> **WHAT THE TASK REQUIRES**
Your answer should be every line from the records that contains "strum".

Stored data entries:
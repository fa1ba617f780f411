//! Bitmask state tracking for devices and the manager.
//!
//! A [`StateTracker`] holds a set of simultaneously-active flags drawn from a
//! closed enumeration (see [`flags`]). Every mutation swaps the whole mask in
//! one step, records per-flag enter/exit times, tags the flags it actually
//! toggled with an [`Intent`], and queues a [`StateEvent`] describing the
//! transition. Identical before/after masks produce no event.

use std::{
   fmt,
   hash::Hash,
   marker::PhantomData,
   time::{Duration, Instant},
};

use log::debug;
use serde::{Deserialize, Serialize};
use smol_str::SmolStr;
use strum::{EnumCount, IntoEnumIterator};

use crate::clock::ClockRef;

pub mod flags;

pub use flags::{DeviceState, ManagerState};

/// A flag in a closed state enumeration.
pub trait StateFlag:
   Copy + Eq + Hash + fmt::Debug + fmt::Display + IntoEnumIterator + EnumCount + Send + Sync + 'static
{
   fn index(self) -> usize;

   fn bit(self) -> u32 {
      1 << self.index()
   }
}

/// Whether a transition was requested by the application or happened on its own.
#[derive(
   Debug, Clone, Copy, PartialEq, Eq, Hash, Serialize, Deserialize, strum::Display, strum::IntoStaticStr,
)]
#[strum(serialize_all = "snake_case")]
pub enum Intent {
   Intentional,
   Unintentional,
}

impl Intent {
   pub const fn from_explicit(explicit: bool) -> Self {
      if explicit { Self::Intentional } else { Self::Unintentional }
   }
}

/// A set of flags of type `F`.
pub struct StateMask<F> {
   bits: u32,
   _flag: PhantomData<fn() -> F>,
}

impl<F> Clone for StateMask<F> {
   fn clone(&self) -> Self {
      *self
   }
}

impl<F> Copy for StateMask<F> {}

impl<F> PartialEq for StateMask<F> {
   fn eq(&self, other: &Self) -> bool {
      self.bits == other.bits
   }
}

impl<F> Eq for StateMask<F> {}

impl<F> Default for StateMask<F> {
   fn default() -> Self {
      Self::from_bits(0)
   }
}

impl<F> StateMask<F> {
   pub const fn from_bits(bits: u32) -> Self {
      Self {
         bits,
         _flag: PhantomData,
      }
   }

   pub const fn bits(self) -> u32 {
      self.bits
   }

   pub const fn is_empty(self) -> bool {
      self.bits == 0
   }
}

impl<F: StateFlag> StateMask<F> {
   pub fn contains(self, flag: F) -> bool {
      self.bits & flag.bit() != 0
   }

   pub fn contains_any(self, flags: &[F]) -> bool {
      flags.iter().any(|&f| self.contains(f))
   }

   #[must_use]
   pub fn with(self, flag: F) -> Self {
      Self::from_bits(self.bits | flag.bit())
   }

   #[must_use]
   pub fn without(self, flag: F) -> Self {
      Self::from_bits(self.bits & !flag.bit())
   }

   pub fn iter(self) -> impl Iterator<Item = F> {
      F::iter().filter(move |&f| self.contains(f))
   }
}

impl<F: StateFlag> FromIterator<F> for StateMask<F> {
   fn from_iter<I: IntoIterator<Item = F>>(iter: I) -> Self {
      Self::from_bits(iter.into_iter().fold(0, |bits, f| bits | f.bit()))
   }
}

impl<F: StateFlag> fmt::Debug for StateMask<F> {
   fn fmt(&self, f: &mut fmt::Formatter<'_>) -> fmt::Result {
      f.debug_set().entries(self.iter()).finish()
   }
}

impl<F: StateFlag> fmt::Display for StateMask<F> {
   fn fmt(&self, f: &mut fmt::Formatter<'_>) -> fmt::Result {
      let mut first = true;
      f.write_str("[")?;
      for flag in self.iter() {
         if !first {
            f.write_str(", ")?;
         }
         first = false;
         fmt::Display::fmt(&flag, f)?;
      }
      f.write_str("]")
   }
}

/// A single atomic transition of a [`StateTracker`].
#[derive(Clone, Copy, PartialEq, Eq)]
pub struct StateEvent<F> {
   pub old: StateMask<F>,
   pub new: StateMask<F>,
   /// Bit set for each flag that changed in this transition with
   /// [`Intent::Intentional`]. Unchanged flags never carry intent.
   pub intent_mask: u32,
   /// Native status code associated with the transition, or [`NO_STATUS`].
   pub status: i32,
}

/// Status code used when a transition has no native status attached.
pub const NO_STATUS: i32 = -1;

impl<F: StateFlag> StateEvent<F> {
   pub fn changed(&self) -> StateMask<F> {
      StateMask::from_bits(self.old.bits ^ self.new.bits)
   }

   pub fn did_enter(&self, flag: F) -> bool {
      !self.old.contains(flag) && self.new.contains(flag)
   }

   pub fn did_exit(&self, flag: F) -> bool {
      self.old.contains(flag) && !self.new.contains(flag)
   }

   pub fn entered(&self) -> impl Iterator<Item = F> + '_ {
      self.new.iter().filter(|&f| !self.old.contains(f))
   }

   pub fn exited(&self) -> impl Iterator<Item = F> + '_ {
      self.old.iter().filter(|&f| !self.new.contains(f))
   }

   pub fn is(&self, flag: F) -> bool {
      self.new.contains(flag)
   }

   pub fn was(&self, flag: F) -> bool {
      self.old.contains(flag)
   }

   /// Intent of the transition for `flag`, if that flag changed.
   pub fn intent(&self, flag: F) -> Option<Intent> {
      if !self.changed().contains(flag) {
         None
      } else if self.intent_mask & flag.bit() != 0 {
         Some(Intent::Intentional)
      } else {
         Some(Intent::Unintentional)
      }
   }
}

impl<F: StateFlag> fmt::Debug for StateEvent<F> {
   fn fmt(&self, f: &mut fmt::Formatter<'_>) -> fmt::Result {
      f.debug_struct("StateEvent")
         .field("old", &self.old)
         .field("new", &self.new)
         .field("intent_mask", &format_args!("{:#x}", self.intent_mask))
         .field("status", &self.status)
         .finish()
   }
}

#[derive(Debug, Clone, Copy)]
enum FlagTime {
   /// Flag is on since this instant.
   On(Instant),
   /// Flag is off; how long it was on the last time.
   Off(Duration),
}

/// Bitmask state container with per-flag timing.
pub struct StateTracker<F: StateFlag> {
   name: SmolStr,
   mask: u32,
   times: Vec<FlagTime>,
   clock: ClockRef,
   pending: Vec<StateEvent<F>>,
}

impl<F: StateFlag> fmt::Debug for StateTracker<F> {
   fn fmt(&self, f: &mut fmt::Formatter<'_>) -> fmt::Result {
      f.debug_struct("StateTracker")
         .field("name", &self.name)
         .field("mask", &self.mask())
         .finish_non_exhaustive()
   }
}

impl<F: StateFlag> StateTracker<F> {
   pub fn new(name: impl Into<SmolStr>, clock: ClockRef) -> Self {
      debug_assert!(F::COUNT <= 32, "state enumerations are limited to 32 flags");
      Self {
         name: name.into(),
         mask: 0,
         times: vec![FlagTime::Off(Duration::ZERO); F::COUNT],
         clock,
         pending: Vec::new(),
      }
   }

   pub fn mask(&self) -> StateMask<F> {
      StateMask::from_bits(self.mask)
   }

   pub fn is(&self, flag: F) -> bool {
      self.mask().contains(flag)
   }

   pub fn is_any(&self, flags: &[F]) -> bool {
      self.mask().contains_any(flags)
   }

   pub fn is_all(&self, flags: &[F]) -> bool {
      flags.iter().all(|&f| self.is(f))
   }

   /// How long `flag` has been on, or how long it was on the last time if it is off.
   pub fn time_in_state(&self, flag: F) -> Duration {
      match self.times[flag.index()] {
         FlagTime::On(since) => self.clock.now().saturating_duration_since(since),
         FlagTime::Off(spent) => spent,
      }
   }

   /// Turns `flag` on. Returns whether the mask changed.
   pub fn append(&mut self, flag: F, intent: Intent, status: i32) -> bool {
      if self.is(flag) {
         debug!("{}: {flag} already on, ignoring append", self.name);
         return false;
      }
      self.apply(self.mask | flag.bit(), intent, status)
   }

   /// Turns `flag` off. Returns whether the mask changed.
   pub fn remove(&mut self, flag: F, intent: Intent, status: i32) -> bool {
      self.apply(self.mask & !flag.bit(), intent, status)
   }

   /// Flips only the listed flags, leaving the others untouched.
   pub fn update(&mut self, intent: Intent, status: i32, changes: &[(F, bool)]) -> bool {
      let bits = changes.iter().fold(self.mask, |bits, &(flag, on)| {
         if on { bits | flag.bit() } else { bits & !flag.bit() }
      });
      self.apply(bits, intent, status)
   }

   /// Replaces the whole mask: listed flags set to `true` are on, everything else is off.
   pub fn set(&mut self, intent: Intent, status: i32, changes: &[(F, bool)]) -> bool {
      let bits = changes
         .iter()
         .filter(|(_, on)| *on)
         .fold(0, |bits, &(flag, _)| bits | flag.bit());
      self.apply(bits, intent, status)
   }

   /// Drains the transitions recorded since the last call.
   pub fn take_events(&mut self) -> Vec<StateEvent<F>> {
      std::mem::take(&mut self.pending)
   }

   fn apply(&mut self, bits: u32, intent: Intent, status: i32) -> bool {
      let old = self.mask;
      if old == bits {
         return false;
      }

      let now = self.clock.now();
      let changed = old ^ bits;
      for flag in F::iter() {
         let bit = flag.bit();
         if changed & bit == 0 {
            continue;
         }
         let slot = &mut self.times[flag.index()];
         *slot = if bits & bit != 0 {
            FlagTime::On(now)
         } else {
            match *slot {
               FlagTime::On(since) => FlagTime::Off(now.saturating_duration_since(since)),
               off @ FlagTime::Off(_) => off,
            }
         };
      }

      self.mask = bits;
      let event = StateEvent {
         old: StateMask::from_bits(old),
         new: StateMask::from_bits(bits),
         intent_mask: match intent {
            Intent::Intentional => changed,
            Intent::Unintentional => 0,
         },
         status,
      };
      debug!(
         "{}: {} -> {} ({intent})",
         self.name,
         event.old,
         event.new
      );
      self.pending.push(event);
      true
   }
}

#[cfg(test)]
mod tests {
   use std::sync::Arc;

   use super::*;
   use crate::clock::ManualClock;

   fn tracker() -> (StateTracker<DeviceState>, Arc<ManualClock>) {
      let clock = ManualClock::new();
      (StateTracker::new("test", clock.clone()), clock)
   }

   #[test]
   fn test_update_only_touches_listed_flags() {
      let (mut t, _) = tracker();
      t.set(
         Intent::Unintentional,
         NO_STATUS,
         &[(DeviceState::Discovered, true), (DeviceState::Disconnected, true)],
      );
      t.update(
         Intent::Intentional,
         NO_STATUS,
         &[(DeviceState::Disconnected, false), (DeviceState::Connecting, true)],
      );
      assert!(t.is(DeviceState::Discovered));
      assert!(t.is(DeviceState::Connecting));
      assert!(!t.is(DeviceState::Disconnected));

      let events = t.take_events();
      assert_eq!(events.len(), 2);
      let ev = &events[1];
      assert!(ev.did_enter(DeviceState::Connecting));
      assert!(ev.did_exit(DeviceState::Disconnected));
      assert_eq!(ev.intent(DeviceState::Connecting), Some(Intent::Intentional));
      // Unchanged flags carry no intent.
      assert_eq!(ev.intent(DeviceState::Discovered), None);
      assert_eq!(
         ev.entered().collect::<Vec<_>>(),
         vec![DeviceState::Connecting]
      );
   }

   #[test]
   fn test_set_replaces_whole_mask() {
      let (mut t, _) = tracker();
      t.update(
         Intent::Unintentional,
         NO_STATUS,
         &[(DeviceState::Connected, true), (DeviceState::Bonded, true)],
      );
      t.set(Intent::Unintentional, NO_STATUS, &[(DeviceState::Discovered, true)]);
      assert_eq!(
         t.mask().iter().collect::<Vec<_>>(),
         vec![DeviceState::Discovered]
      );
   }

   #[test]
   fn test_identical_mask_fires_nothing() {
      let (mut t, _) = tracker();
      assert!(t.append(DeviceState::Connected, Intent::Intentional, NO_STATUS));
      t.take_events();

      assert!(!t.update(Intent::Intentional, NO_STATUS, &[(DeviceState::Connected, true)]));
      assert!(!t.append(DeviceState::Connected, Intent::Intentional, NO_STATUS));
      assert!(!t.remove(DeviceState::Bonded, Intent::Intentional, NO_STATUS));
      assert!(t.take_events().is_empty());
   }

   #[test]
   fn test_time_in_state() {
      let (mut t, clock) = tracker();
      t.append(DeviceState::Connected, Intent::Intentional, NO_STATUS);

      clock.advance(Duration::from_millis(100));
      let first = t.time_in_state(DeviceState::Connected);
      clock.advance(Duration::from_millis(100));
      let second = t.time_in_state(DeviceState::Connected);
      assert_eq!(first, Duration::from_millis(100));
      assert!(second > first);

      t.remove(DeviceState::Connected, Intent::Unintentional, 8);
      clock.advance(Duration::from_secs(5));
      assert_eq!(
         t.time_in_state(DeviceState::Connected),
         Duration::from_millis(200)
      );

      let events = t.take_events();
      assert_eq!(events[1].status, 8);
      assert_eq!(
         events[1].intent(DeviceState::Connected),
         Some(Intent::Unintentional)
      );
   }

   #[test]
   fn test_mask_from_iter() {
      let mask: StateMask<DeviceState> = [DeviceState::Bonded, DeviceState::Connected]
         .into_iter()
         .collect();
      assert!(mask.contains(DeviceState::Bonded));
      assert!(mask.contains_any(&[DeviceState::Bonding, DeviceState::Connected]));
      assert!(!mask.contains(DeviceState::Bonding));
      assert_eq!(mask.without(DeviceState::Bonded).with(DeviceState::Bonding).iter().count(), 2);
   }
}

> **EXERCISE OUTPUT**
use strum::{EnumCount, IntoEnumIterator};
   Debug, Clone, Copy, PartialEq, Eq, Hash, Serialize, Deserialize, strum::Display, strum::IntoStaticStr,
#[strum(serialize_all = "snake_case")]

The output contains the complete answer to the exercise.